**** DATASET ENTRIES

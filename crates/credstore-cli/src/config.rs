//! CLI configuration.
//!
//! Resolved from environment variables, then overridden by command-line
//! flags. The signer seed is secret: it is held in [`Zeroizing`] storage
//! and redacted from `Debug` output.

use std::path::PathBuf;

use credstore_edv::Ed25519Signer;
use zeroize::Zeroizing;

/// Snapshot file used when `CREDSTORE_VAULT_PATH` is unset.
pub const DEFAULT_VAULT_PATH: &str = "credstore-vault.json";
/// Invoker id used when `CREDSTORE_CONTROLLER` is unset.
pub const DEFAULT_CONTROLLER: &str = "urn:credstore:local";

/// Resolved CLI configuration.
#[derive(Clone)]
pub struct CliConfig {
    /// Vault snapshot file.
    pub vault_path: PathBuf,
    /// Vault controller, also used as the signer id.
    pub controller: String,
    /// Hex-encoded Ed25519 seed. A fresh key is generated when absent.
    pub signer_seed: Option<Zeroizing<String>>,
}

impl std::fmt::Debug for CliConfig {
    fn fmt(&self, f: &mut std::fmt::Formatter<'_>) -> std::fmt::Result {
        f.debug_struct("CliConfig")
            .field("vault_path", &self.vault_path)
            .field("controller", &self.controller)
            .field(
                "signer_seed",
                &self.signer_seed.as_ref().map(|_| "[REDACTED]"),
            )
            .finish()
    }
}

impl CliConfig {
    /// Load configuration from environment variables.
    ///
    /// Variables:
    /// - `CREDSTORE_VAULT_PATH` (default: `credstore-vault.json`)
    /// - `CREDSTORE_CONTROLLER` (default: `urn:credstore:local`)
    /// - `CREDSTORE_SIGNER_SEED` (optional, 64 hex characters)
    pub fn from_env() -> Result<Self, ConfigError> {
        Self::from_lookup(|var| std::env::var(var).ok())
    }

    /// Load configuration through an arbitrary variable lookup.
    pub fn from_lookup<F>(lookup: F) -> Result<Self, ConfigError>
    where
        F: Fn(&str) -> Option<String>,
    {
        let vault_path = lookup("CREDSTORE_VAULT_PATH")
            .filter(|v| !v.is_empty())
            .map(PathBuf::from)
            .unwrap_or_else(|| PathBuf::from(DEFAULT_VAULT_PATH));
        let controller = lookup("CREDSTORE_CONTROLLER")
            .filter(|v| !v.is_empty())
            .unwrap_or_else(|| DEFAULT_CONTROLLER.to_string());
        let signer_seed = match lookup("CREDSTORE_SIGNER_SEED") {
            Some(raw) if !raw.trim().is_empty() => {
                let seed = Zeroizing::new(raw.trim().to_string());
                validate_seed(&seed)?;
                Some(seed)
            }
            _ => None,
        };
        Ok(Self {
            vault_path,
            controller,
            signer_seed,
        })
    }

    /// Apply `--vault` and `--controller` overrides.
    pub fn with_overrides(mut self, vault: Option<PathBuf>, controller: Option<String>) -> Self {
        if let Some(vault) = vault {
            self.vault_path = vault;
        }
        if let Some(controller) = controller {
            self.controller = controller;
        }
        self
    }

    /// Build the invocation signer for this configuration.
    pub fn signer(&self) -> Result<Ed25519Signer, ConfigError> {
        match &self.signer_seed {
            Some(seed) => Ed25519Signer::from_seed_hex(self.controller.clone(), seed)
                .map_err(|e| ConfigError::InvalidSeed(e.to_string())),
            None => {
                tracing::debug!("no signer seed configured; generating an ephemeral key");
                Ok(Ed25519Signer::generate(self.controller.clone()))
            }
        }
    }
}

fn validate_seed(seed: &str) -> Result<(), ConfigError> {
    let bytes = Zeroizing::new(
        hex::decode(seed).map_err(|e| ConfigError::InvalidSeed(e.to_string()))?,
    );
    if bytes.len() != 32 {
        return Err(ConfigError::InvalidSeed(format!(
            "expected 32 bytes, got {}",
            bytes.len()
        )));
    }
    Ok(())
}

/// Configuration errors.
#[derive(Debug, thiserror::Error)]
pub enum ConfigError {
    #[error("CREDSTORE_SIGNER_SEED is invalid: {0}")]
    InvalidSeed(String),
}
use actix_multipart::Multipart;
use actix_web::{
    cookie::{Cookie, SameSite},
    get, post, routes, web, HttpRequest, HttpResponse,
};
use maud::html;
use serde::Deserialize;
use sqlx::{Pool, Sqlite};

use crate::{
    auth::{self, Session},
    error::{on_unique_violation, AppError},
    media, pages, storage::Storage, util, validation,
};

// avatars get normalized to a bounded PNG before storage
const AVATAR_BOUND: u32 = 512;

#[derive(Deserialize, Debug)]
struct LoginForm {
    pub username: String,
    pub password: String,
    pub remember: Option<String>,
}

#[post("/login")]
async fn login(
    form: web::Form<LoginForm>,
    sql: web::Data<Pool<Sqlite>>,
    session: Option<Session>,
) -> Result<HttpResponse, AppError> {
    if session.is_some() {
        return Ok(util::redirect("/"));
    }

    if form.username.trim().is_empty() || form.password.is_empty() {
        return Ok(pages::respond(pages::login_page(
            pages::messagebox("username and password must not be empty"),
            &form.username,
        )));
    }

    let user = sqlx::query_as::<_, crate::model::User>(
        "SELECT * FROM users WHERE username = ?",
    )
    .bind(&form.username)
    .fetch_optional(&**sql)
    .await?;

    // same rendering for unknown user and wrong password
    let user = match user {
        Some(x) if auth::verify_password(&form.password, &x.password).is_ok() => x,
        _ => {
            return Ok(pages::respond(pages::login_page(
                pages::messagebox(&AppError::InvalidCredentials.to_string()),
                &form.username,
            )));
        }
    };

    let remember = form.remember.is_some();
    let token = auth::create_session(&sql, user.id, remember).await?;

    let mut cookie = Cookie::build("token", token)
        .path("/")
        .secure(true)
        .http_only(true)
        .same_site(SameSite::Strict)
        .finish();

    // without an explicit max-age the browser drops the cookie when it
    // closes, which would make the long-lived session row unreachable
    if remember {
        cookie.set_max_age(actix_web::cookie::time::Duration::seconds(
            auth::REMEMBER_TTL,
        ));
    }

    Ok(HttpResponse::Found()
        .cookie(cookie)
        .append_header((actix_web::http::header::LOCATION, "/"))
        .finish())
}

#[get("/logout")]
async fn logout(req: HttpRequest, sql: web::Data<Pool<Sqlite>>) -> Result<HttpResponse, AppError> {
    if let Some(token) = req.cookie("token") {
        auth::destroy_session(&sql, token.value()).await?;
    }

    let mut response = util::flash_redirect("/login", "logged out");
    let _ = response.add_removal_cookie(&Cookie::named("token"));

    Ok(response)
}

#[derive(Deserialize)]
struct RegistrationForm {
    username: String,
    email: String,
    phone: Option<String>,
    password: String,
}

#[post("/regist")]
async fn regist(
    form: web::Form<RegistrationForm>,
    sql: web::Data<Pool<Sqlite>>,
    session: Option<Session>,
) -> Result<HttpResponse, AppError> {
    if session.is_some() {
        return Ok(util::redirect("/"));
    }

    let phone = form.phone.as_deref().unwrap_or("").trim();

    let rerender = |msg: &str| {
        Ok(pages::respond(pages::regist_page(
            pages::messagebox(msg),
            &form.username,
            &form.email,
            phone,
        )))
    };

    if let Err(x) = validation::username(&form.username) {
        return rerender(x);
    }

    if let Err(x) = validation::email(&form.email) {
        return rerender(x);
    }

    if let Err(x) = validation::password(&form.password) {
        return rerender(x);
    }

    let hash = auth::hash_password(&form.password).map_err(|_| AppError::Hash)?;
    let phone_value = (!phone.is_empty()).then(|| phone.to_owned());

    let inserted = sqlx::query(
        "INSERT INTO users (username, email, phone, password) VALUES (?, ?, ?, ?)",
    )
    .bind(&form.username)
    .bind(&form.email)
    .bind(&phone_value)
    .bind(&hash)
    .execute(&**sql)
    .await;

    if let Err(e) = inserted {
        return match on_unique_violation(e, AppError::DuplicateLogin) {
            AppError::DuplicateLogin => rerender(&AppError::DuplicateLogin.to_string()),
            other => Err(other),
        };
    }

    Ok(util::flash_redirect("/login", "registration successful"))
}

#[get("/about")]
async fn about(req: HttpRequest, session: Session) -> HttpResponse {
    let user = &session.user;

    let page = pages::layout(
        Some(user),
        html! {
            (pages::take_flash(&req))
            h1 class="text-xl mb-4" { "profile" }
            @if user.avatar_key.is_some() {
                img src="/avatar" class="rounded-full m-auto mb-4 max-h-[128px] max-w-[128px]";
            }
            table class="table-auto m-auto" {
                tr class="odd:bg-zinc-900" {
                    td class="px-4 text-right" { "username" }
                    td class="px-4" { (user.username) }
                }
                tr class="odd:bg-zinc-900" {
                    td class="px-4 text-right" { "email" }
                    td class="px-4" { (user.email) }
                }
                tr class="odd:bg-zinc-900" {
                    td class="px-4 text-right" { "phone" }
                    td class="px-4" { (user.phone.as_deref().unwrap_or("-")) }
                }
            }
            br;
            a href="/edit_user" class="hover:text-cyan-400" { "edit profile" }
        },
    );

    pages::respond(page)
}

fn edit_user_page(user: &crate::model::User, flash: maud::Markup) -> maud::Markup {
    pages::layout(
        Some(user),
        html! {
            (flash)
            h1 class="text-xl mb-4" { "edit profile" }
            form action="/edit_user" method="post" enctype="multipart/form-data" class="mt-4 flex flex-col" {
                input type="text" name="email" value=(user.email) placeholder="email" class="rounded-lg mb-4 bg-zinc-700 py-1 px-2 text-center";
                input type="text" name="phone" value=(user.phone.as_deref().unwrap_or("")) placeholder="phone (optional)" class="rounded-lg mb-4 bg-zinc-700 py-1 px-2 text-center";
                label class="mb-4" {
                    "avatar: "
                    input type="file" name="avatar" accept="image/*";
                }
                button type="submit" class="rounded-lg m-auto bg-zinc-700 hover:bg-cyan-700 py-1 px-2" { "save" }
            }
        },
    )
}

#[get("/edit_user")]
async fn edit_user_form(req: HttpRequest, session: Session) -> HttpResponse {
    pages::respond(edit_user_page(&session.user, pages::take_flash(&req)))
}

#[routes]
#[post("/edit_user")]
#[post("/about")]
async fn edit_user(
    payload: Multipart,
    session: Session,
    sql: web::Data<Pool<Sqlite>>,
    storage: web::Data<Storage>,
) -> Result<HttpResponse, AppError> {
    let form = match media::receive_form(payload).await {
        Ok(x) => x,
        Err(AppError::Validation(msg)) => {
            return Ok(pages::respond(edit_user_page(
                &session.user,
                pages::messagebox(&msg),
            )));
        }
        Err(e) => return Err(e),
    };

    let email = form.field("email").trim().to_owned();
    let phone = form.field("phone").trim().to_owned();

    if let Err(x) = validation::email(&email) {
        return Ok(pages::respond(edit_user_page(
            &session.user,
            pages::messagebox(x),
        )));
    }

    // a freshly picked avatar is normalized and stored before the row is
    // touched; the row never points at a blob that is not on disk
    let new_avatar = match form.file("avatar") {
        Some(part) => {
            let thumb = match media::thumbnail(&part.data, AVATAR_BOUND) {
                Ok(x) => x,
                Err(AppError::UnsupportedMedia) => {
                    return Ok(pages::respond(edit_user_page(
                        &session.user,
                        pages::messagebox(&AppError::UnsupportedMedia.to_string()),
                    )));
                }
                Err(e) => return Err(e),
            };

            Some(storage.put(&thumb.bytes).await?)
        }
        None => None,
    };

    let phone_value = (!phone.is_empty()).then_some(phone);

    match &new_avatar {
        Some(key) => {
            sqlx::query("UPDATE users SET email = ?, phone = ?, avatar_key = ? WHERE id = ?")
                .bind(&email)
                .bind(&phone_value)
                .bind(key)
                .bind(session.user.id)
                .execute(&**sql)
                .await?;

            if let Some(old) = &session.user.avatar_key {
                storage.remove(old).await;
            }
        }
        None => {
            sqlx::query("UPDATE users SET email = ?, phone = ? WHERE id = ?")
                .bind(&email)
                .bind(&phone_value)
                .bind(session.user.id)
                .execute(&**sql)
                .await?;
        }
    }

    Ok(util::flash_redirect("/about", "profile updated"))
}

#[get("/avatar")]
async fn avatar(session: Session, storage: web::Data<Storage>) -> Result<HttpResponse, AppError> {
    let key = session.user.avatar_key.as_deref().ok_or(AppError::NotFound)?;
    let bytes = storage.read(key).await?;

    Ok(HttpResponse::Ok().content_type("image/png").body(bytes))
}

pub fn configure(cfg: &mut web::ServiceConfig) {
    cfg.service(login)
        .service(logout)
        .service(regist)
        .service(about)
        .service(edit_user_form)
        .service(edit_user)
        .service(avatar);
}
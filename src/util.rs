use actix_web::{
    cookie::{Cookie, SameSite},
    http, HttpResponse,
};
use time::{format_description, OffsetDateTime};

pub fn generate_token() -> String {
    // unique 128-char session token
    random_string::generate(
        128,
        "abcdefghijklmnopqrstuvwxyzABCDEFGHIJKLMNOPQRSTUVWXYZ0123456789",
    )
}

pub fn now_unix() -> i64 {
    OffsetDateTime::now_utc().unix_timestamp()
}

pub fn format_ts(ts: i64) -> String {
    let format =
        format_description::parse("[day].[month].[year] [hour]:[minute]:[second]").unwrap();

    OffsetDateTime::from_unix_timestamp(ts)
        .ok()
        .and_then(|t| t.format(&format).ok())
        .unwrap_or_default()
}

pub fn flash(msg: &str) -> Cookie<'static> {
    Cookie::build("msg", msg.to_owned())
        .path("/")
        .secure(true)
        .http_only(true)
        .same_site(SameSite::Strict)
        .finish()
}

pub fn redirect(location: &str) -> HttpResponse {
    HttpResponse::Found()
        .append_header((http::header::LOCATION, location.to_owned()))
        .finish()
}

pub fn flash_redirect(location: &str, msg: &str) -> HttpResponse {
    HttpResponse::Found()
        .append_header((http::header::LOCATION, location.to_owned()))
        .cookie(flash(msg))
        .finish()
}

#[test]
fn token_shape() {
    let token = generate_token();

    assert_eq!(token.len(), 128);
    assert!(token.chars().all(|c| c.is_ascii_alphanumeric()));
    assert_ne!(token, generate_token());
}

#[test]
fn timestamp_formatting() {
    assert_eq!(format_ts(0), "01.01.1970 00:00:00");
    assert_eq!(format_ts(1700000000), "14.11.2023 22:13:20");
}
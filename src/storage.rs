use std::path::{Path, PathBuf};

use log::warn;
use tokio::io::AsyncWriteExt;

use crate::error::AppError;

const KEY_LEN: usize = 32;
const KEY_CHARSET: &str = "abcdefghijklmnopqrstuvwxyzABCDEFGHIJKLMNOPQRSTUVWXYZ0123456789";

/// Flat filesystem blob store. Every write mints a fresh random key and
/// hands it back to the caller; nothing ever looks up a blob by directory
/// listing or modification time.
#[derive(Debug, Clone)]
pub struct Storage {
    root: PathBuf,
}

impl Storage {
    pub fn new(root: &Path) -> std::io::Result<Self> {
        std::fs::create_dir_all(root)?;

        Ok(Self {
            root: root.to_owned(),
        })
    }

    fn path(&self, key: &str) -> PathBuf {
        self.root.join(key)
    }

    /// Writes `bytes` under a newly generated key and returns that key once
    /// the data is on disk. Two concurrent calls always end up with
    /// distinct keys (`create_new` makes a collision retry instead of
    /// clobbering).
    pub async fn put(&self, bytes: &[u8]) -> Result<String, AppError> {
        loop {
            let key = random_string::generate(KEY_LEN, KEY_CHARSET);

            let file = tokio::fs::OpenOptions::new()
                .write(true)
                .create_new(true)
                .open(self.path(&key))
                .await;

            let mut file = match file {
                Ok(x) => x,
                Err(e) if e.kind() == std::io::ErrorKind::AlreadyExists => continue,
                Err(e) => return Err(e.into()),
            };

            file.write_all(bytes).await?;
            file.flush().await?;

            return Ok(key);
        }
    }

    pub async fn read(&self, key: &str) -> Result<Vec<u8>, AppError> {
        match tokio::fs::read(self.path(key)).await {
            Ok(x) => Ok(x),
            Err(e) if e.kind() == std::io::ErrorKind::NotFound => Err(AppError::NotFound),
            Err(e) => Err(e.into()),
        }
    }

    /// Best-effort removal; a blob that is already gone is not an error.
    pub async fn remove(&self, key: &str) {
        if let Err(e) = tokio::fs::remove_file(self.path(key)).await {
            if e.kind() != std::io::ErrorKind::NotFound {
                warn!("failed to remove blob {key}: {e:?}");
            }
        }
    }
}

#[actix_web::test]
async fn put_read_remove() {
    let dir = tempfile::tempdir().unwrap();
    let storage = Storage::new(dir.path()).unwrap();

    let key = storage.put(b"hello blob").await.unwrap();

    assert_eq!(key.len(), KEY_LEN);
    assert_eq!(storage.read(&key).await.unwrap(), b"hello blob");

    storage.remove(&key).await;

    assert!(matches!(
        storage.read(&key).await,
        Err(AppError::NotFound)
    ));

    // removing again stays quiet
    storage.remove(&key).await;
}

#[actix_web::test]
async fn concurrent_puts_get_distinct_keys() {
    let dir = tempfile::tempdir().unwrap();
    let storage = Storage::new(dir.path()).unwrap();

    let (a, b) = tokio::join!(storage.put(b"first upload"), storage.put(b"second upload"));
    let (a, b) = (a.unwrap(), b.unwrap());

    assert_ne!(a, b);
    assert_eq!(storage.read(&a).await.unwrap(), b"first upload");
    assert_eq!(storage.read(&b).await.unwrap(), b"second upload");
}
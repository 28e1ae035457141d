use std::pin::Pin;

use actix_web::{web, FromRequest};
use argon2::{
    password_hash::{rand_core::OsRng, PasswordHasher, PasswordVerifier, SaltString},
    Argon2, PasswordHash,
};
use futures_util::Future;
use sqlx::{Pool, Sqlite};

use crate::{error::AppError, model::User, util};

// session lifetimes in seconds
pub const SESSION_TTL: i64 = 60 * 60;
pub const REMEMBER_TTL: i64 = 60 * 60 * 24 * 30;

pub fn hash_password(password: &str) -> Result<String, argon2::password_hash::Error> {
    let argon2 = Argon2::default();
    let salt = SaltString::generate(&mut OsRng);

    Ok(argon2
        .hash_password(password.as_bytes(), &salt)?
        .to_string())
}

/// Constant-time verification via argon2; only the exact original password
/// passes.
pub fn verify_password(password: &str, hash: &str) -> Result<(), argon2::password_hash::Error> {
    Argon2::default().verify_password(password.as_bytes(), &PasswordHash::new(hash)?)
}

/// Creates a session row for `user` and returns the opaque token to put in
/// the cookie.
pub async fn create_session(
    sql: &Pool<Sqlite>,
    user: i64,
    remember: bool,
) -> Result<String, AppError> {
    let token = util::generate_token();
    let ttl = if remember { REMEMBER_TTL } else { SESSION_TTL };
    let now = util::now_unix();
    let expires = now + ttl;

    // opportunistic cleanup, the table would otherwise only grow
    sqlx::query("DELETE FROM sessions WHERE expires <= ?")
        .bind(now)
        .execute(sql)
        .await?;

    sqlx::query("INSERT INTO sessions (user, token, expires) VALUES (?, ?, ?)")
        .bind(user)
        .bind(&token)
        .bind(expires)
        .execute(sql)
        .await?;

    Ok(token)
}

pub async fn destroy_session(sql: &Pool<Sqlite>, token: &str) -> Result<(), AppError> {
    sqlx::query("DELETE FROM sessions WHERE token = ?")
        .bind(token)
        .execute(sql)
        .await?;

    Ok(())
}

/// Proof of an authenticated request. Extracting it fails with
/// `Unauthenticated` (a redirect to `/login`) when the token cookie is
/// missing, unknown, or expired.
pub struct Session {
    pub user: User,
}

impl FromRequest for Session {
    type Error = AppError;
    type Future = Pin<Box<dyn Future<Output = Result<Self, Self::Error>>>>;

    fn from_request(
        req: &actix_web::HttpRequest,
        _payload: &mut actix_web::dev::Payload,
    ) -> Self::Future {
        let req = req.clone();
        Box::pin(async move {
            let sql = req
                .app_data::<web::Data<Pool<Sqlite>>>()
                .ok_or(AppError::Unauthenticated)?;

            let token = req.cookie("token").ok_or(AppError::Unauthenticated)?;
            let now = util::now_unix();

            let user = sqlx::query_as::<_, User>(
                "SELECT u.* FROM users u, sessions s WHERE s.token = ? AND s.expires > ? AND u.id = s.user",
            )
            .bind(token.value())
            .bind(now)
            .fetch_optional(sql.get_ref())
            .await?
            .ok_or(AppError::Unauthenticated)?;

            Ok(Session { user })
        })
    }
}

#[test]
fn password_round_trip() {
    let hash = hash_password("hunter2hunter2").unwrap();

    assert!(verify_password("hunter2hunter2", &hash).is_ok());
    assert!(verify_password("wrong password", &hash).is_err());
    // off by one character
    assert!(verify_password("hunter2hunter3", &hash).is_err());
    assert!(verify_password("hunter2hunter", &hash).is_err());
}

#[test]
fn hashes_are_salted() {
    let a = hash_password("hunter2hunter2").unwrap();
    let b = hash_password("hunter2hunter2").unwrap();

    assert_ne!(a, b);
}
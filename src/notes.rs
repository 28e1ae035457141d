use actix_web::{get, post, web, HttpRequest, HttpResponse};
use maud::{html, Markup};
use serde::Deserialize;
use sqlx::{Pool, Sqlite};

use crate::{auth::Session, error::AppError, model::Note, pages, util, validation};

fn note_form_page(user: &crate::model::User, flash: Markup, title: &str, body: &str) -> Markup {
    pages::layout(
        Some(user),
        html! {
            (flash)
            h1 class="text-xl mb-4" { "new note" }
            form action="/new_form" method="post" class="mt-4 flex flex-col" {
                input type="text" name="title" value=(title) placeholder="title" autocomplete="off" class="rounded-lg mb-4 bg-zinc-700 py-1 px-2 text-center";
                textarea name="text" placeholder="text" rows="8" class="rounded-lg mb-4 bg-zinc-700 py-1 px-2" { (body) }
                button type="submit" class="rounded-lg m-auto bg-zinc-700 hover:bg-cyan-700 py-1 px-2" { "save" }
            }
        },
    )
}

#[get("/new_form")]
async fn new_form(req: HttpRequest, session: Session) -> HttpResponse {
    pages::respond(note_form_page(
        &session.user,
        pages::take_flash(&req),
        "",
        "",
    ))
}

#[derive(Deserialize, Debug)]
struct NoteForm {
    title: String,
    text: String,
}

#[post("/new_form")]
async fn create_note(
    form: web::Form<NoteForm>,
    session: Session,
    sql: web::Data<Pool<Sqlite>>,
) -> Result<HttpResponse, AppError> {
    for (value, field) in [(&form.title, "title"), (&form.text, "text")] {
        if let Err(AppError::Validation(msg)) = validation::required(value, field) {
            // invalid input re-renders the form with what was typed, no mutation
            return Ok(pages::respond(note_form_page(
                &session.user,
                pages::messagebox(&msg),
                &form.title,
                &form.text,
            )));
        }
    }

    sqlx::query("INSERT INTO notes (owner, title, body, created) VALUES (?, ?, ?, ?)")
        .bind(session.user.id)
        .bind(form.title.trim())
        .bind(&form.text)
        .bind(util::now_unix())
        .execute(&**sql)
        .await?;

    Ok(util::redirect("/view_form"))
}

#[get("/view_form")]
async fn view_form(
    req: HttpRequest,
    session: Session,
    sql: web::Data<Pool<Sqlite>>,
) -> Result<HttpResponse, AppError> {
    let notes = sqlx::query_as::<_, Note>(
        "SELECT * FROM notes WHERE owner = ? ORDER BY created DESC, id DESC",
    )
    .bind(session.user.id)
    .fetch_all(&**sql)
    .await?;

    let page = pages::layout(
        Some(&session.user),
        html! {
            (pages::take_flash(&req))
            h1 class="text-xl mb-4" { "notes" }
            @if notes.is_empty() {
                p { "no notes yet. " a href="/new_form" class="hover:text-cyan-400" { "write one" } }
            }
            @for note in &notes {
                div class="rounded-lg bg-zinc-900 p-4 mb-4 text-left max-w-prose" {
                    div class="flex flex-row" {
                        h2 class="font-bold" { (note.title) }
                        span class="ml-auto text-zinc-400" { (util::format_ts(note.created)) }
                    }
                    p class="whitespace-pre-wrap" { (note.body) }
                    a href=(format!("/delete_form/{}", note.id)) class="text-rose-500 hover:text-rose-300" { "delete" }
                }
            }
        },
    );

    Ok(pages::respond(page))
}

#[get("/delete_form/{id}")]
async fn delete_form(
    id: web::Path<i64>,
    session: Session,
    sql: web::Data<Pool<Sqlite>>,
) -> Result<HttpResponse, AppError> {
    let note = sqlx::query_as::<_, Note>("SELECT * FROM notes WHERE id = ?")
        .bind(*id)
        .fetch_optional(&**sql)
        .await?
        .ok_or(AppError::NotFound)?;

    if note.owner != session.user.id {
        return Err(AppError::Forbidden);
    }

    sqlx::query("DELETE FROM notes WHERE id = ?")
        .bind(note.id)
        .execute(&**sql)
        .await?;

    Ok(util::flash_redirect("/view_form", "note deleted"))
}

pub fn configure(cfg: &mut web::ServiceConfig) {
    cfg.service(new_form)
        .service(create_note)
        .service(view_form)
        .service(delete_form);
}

********

_PROBLEM STATEMENT_
Write down exactly the span of lines above from the one containing "to remove blob" to the one containing "assert_eq!(key.len(), KEY_LEN);", both ends included.

_FINISHED EXERCISE_
                warn!("failed to remove blob {key}: {e:?}");
            }
        }
    }
}

#[actix_web::test]
async fn put_read_remove() {
    let dir = tempfile::tempdir().unwrap();
    let storage = Storage::new(dir.path()).unwrap();

    let key = storage.put(b"hello blob").await.unwrap();

    assert_eq!(key.len(), KEY_LEN);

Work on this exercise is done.